Another person has proposed to use std::map<type_a, std::string>, one of the
arguments being that "it's safer". Namely, referencing an unitialized element
in the map (some_map[blah]) will insert and return a default-constructed value
type. When the value type is const char*, its default is NULL, and this is
what gets returned to the caller, resulting in a crash as soon as the value is
used. Since the mapping is supposed to be 1:1, and referencing an
uninitialized element is a programmer's error, I believe that crashing is a
GOOD thing and an early indication of faulty program.
Your colleague's argument is sound. Using std::strings instead of C
string pointers for values in the enum map would in fact make the
program both safer and more maintainable as well. Let's consider the
current program. If this program were to crash by dereferencing a NULL
pointer that it found in the enum map (a crash which is certainly not a
portable behavior by any means), then the bug would have to be in the
line of code that dereferenced the pointer - and not in the code that
added the NULL pointer to the map in the first place. We can be
confident in this diagnosis simply by reasoning that if NULL were not a
legal value then the program would not still be running at the point
where it crashed. Instead, an assert in the code that added the value
would have tested for a NULL pointer value (if NULL pointers were not
legal) and would have aborted the program before the NULL value could
have been added to the map. Since no such assert exists, we can
reasonably conclude that a NULL pointer must be a valid as a value in
the enum map.
Good programming is more than simply writing instructions for a machine
to execute, programming involves communicating to other programmers the
intent of those instructions. Without knowing the intended behavior of
a program a maintainenace programmer will not know the correct fix for
a bug iin the program. A great deal of a programmer's intent can be
communicated simply by adhereing to a set programming conventions.
One of those conventions is that undefined behavior is never a
deliberate programming aim - it is only ever an error. So to fix a
program with undefined behavior requires changing that code that
directly leads to the undefined behavior - not to fix code somewhere
else in the program. Otherwise, how would amaintainance programmer know
to look there - wherever that somewhere else is supposed to be. In
particular, it is not a reasonable programming policy that it is OK for
code in one part of the program to have undefined behavior - just as
long as the purpose of this undefined behavior is to "teach" some other
code elsewhere in the same program "a lesson" about what it means to be
correct.
In short, the only sensible way to avoid the chaos of code policing
other code (but not itself) is to have each module of a program be
responsible for testing itself for correctness. In this case, the
appropriate point to test whether a map entry value is valid or not -
is while the code responsible for adding the value to the map is
executing - and not at some arbitrary distance (whether measured in
time or lines of code executed) beyond that point.

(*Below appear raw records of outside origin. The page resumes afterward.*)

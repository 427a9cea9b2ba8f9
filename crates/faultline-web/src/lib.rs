use std::sync::Arc;
use std::time::Duration;

use anyhow::{Context, Result};
use axum::{
    Router, middleware,
    routing::{any, get},
};

use faultline_core::backend::{ApiKeyStore, RateLimiter, ReportStore, StatsCache};
use faultline_core::config::{JwtConfig, RateLimitConfig};
use faultline_core::effects::{EffectDispatcher, EffectTargets, LogEscalator};
use faultline_core::models::Environment;
use faultline_core::{MemoryStatsCache, ServiceConfig, SqliteStateStore};

mod auth;
mod dto;
mod effects;
mod error;
mod gateway;
mod handlers;
mod security;

#[cfg(test)]
mod tests;

pub use effects::BackgroundDispatcher;

const WORKER_DRAIN_TIMEOUT: Duration = Duration::from_secs(5);

#[derive(Clone)]
pub struct WebState {
    pub(crate) store: Arc<dyn ReportStore>,
    pub(crate) cache: Arc<dyn StatsCache>,
    pub(crate) rate_limiter: Arc<dyn RateLimiter>,
    pub(crate) api_keys: Arc<dyn ApiKeyStore>,
    pub(crate) effects: Arc<dyn EffectDispatcher>,
    pub(crate) rate_limit: RateLimitConfig,
    pub(crate) stats_cache_ttl: Duration,
    pub(crate) jwt: Option<Arc<JwtConfig>>,
    pub(crate) environment: Environment,
}

impl WebState {
    /// Wire the SQLite store into every storage-backed collaborator slot.
    pub fn new(
        store: SqliteStateStore,
        effects: Arc<dyn EffectDispatcher>,
        config: &ServiceConfig,
    ) -> Self {
        let store = Arc::new(store);
        Self {
            store: store.clone(),
            cache: Arc::new(MemoryStatsCache::new()),
            rate_limiter: store.clone(),
            api_keys: store,
            effects,
            rate_limit: config.rate_limit,
            stats_cache_ttl: config.stats_cache_ttl,
            jwt: config.jwt.clone().map(Arc::new),
            environment: config.environment,
        }
    }
}

/// Audit rows go to the store; critical alerts go to the log.
#[must_use]
pub fn default_effect_targets(store: &SqliteStateStore) -> EffectTargets {
    EffectTargets::new(Arc::new(store.clone()), Arc::new(LogEscalator))
}

/// Start the HTTP gateway and block until shutdown.
///
/// # Errors
/// Returns an error when the database cannot be opened, the runtime cannot be
/// created, the socket cannot be bound, or the server exits with a failure.
pub fn serve_web(config: &ServiceConfig) -> Result<()> {
    let store = SqliteStateStore::open(&config.db_path).with_context(|| {
        format!(
            "failed to open state database at {}",
            config.db_path.display()
        )
    })?;
    let bind_addr = config.bind_addr();
    let runtime = tokio::runtime::Builder::new_multi_thread()
        .enable_all()
        .build()
        .context("failed to build web runtime")?;

    runtime.block_on(async move {
        let (dispatcher, worker) = BackgroundDispatcher::spawn(
            default_effect_targets(&store),
            config.effect_queue_capacity,
        );
        let state = WebState::new(store, Arc::new(dispatcher), config);

        let listener = tokio::net::TcpListener::bind(&bind_addr)
            .await
            .with_context(|| format!("failed to bind web server at {bind_addr}"))?;
        tracing::info!(
            addr = %listener.local_addr()?,
            environment = config.environment.as_str(),
            "faultline gateway listening"
        );

        axum::serve(listener, app_router(state))
            .with_graceful_shutdown(async {
                let _ = tokio::signal::ctrl_c().await;
            })
            .await
            .context("web server failed")?;

        match tokio::time::timeout(WORKER_DRAIN_TIMEOUT, worker).await {
            Ok(joined) => joined.context("side effect worker failed")?,
            Err(_) => tracing::warn!("side effect worker did not drain before shutdown"),
        }
        Ok(())
    })
}

pub fn app_router(state: WebState) -> Router {
    Router::new()
        .route("/error-reports", any(handlers::error_reports))
        .route("/health", get(handlers::health))
        .layer(middleware::from_fn(security::security_headers_middleware))
        .with_state(state)
}
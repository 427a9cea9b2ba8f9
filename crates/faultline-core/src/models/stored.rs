use chrono::{DateTime, Utc};
use serde::{Deserialize, Serialize};

use super::report::{BrowserInfo, Category, Environment, ErrorReport, Severity};

/// Environment recorded for reports that did not name one.
pub const DEFAULT_STORED_ENVIRONMENT: Environment = Environment::Production;

/// One persisted error occurrence. Written once per ingestion, never mutated.
#[derive(Debug, Clone, PartialEq, Serialize, Deserialize)]
#[serde(rename_all = "camelCase")]
pub struct StoredError {
    pub id: String,
    pub message: String,
    pub error_code: Option<String>,
    pub stack: Option<String>,
    pub url: Option<String>,
    pub user_agent: Option<String>,
    pub user_id: Option<String>,
    pub session_id: Option<String>,
    pub module: String,
    pub function: Option<String>,
    pub version: Option<String>,
    pub environment: Environment,
    pub severity: Severity,
    pub category: Category,
    pub tags: Vec<String>,
    pub additional_data: serde_json::Map<String, serde_json::Value>,
    pub fingerprint: String,
    pub ip_address: Option<String>,
    pub browser_info: BrowserInfo,
    pub reported_at: DateTime<Utc>,
    pub created_at: DateTime<Utc>,
}

impl StoredError {
    pub fn from_report(
        id: String,
        report: &ErrorReport,
        fingerprint: String,
        ip_address: Option<String>,
        fallback_user_agent: Option<&str>,
        now: DateTime<Utc>,
    ) -> Self {
        Self {
            id,
            message: report.message.clone(),
            error_code: report.error_code.clone(),
            stack: report.stack.clone(),
            url: report.url.clone(),
            user_agent: report
                .user_agent
                .clone()
                .or_else(|| fallback_user_agent.map(ToString::to_string)),
            user_id: report.user_id.clone(),
            session_id: report.session_id.clone(),
            module: report.module.clone(),
            function: report.function.clone(),
            version: report.version.clone(),
            environment: report.environment.unwrap_or(DEFAULT_STORED_ENVIRONMENT),
            severity: report.severity,
            category: report.category,
            tags: report.tags.clone(),
            additional_data: report.additional_data.clone(),
            fingerprint,
            ip_address,
            browser_info: report.browser_info.clone().unwrap_or_default(),
            reported_at: report.timestamp.unwrap_or(now),
            created_at: now,
        }
    }
}
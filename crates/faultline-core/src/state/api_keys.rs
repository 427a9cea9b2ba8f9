use chrono::{DateTime, Duration, Utc};
use rusqlite::{OptionalExtension, params};
use uuid::Uuid;

use crate::error::{FaultlineError, Result};
use crate::models::{ApiKeyPrincipal, IssuedApiKey};

use super::{SqliteStateStore, format_timestamp, parse_json_column, parse_timestamp};

const API_KEY_PREFIX_CHARS: usize = 8;
const MAX_API_KEY_NAME_CHARS: usize = 100;

impl SqliteStateStore {
    /// Issue a new key. Only its blake3 digest is stored; the returned value is
    /// the one chance to see the secret.
    pub fn create_api_key(
        &self,
        name: &str,
        permissions: &[String],
        expires_in_days: Option<u32>,
        now: DateTime<Utc>,
    ) -> Result<IssuedApiKey> {
        let name = name.trim();
        if name.is_empty() {
            return Err(FaultlineError::Validation(
                "api key name must not be empty".to_string(),
            ));
        }
        if name.chars().count() > MAX_API_KEY_NAME_CHARS {
            return Err(FaultlineError::Validation(format!(
                "api key name must be at most {MAX_API_KEY_NAME_CHARS} characters"
            )));
        }
        if permissions.iter().any(|permission| permission.trim().is_empty()) {
            return Err(FaultlineError::Validation(
                "api key permissions must not be empty".to_string(),
            ));
        }

        let api_key = format!("{}{}", Uuid::new_v4().simple(), Uuid::new_v4().simple());
        let key_prefix = api_key[..API_KEY_PREFIX_CHARS].to_string();
        let key_hash = hash_api_key(&api_key);
        let id = Uuid::new_v4().to_string();
        let expires_at = expires_in_days
            .and_then(|days| now.checked_add_signed(Duration::days(i64::from(days))));
        let permissions_json = serde_json::to_string(permissions)?;

        self.with_conn(|conn| {
            conn.execute(
                "
                INSERT INTO api_keys(
                  id, key_hash, key_prefix, name, permissions_json, expires_at, created_at
                )
                VALUES (?1, ?2, ?3, ?4, ?5, ?6, ?7)
                ",
                params![
                    id,
                    key_hash,
                    key_prefix,
                    name,
                    permissions_json,
                    expires_at.map(format_timestamp),
                    format_timestamp(now),
                ],
            )?;
            Ok(())
        })?;

        tracing::info!(key_id = %id, key_prefix = %key_prefix, name, "api key created");
        Ok(IssuedApiKey {
            id,
            api_key,
            key_prefix,
            name: name.to_string(),
            permissions: permissions.to_vec(),
            expires_at,
            created_at: now,
        })
    }

    pub fn lookup_api_key(
        &self,
        raw_key: &str,
        now: DateTime<Utc>,
    ) -> Result<Option<ApiKeyPrincipal>> {
        let raw_key = raw_key.trim();
        if raw_key.is_empty() {
            return Ok(None);
        }
        let key_hash = hash_api_key(raw_key);
        self.with_conn(|conn| {
            let row = conn
                .query_row(
                    "
                    SELECT id, key_prefix, name, permissions_json, expires_at
                    FROM api_keys
                    WHERE key_hash = ?1
                    ",
                    params![key_hash],
                    |row| {
                        let permissions_json = row.get::<_, String>(3)?;
                        let expires_at = row
                            .get::<_, Option<String>>(4)?
                            .map(|raw| parse_timestamp(4, &raw))
                            .transpose()?;
                        Ok((
                            ApiKeyPrincipal {
                                key_id: row.get(0)?,
                                key_prefix: row.get(1)?,
                                name: row.get(2)?,
                                permissions: parse_json_column(3, &permissions_json)?,
                            },
                            expires_at,
                        ))
                    },
                )
                .optional()?;

            let Some((principal, expires_at)) = row else {
                return Ok(None);
            };
            if expires_at.is_some_and(|expires_at| expires_at <= now) {
                return Ok(None);
            }
            conn.execute(
                "UPDATE api_keys SET last_used_at = ?2 WHERE id = ?1",
                params![principal.key_id, format_timestamp(now)],
            )?;
            Ok(Some(principal))
        })
    }
}

fn hash_api_key(raw_key: &str) -> String {
    blake3::hash(raw_key.as_bytes()).to_hex().to_string()
}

Now, the question that your colleague has raised is essentially this
one: if a NULL pointer is not a legal value in this enum map, then why
allow NULL pointers as potential map values in the first place? In
other words, each one of the failure states that a NULL pointer crash
"detects" - is a failure state that a std::string replacement would
eliminate completely. To illustrate this point, I am providing the
following graphic:
Comparison of Failure States
for Enum Map String Values
C-string std::string
NULL (0) X
Empty ("") X X
As the diagram above makes clear: a C string pointer when used as the
enum map value has just as many illegal empty string values as a
std::string has. A C string pointer then adds a like number of illegal
NULL pointer values - illegal values which a std::string does not
support. In fact, having fewer failure states is the reason why a map
with std::string values is "safer" than a map whose values are
character pointers.
Now it's likely that someone may object to this analysis: the objection
being that counting failure states does not make sufficient allowance
for how "likely" a particular failure state may be for a program to
reach. So even though a C string pointer has twice as many failure
states as a std::string - the chance of reaching any one of those
failure states is less than half as "likely" as any one of std::string
failure states.
First, I would note that all failure states are equally bad for a
program to enter - so how likely it is to enter a failure state does
nothing to help a program that has failed. But more importantly - as I
noted above - a program must enforce its own constraints itself.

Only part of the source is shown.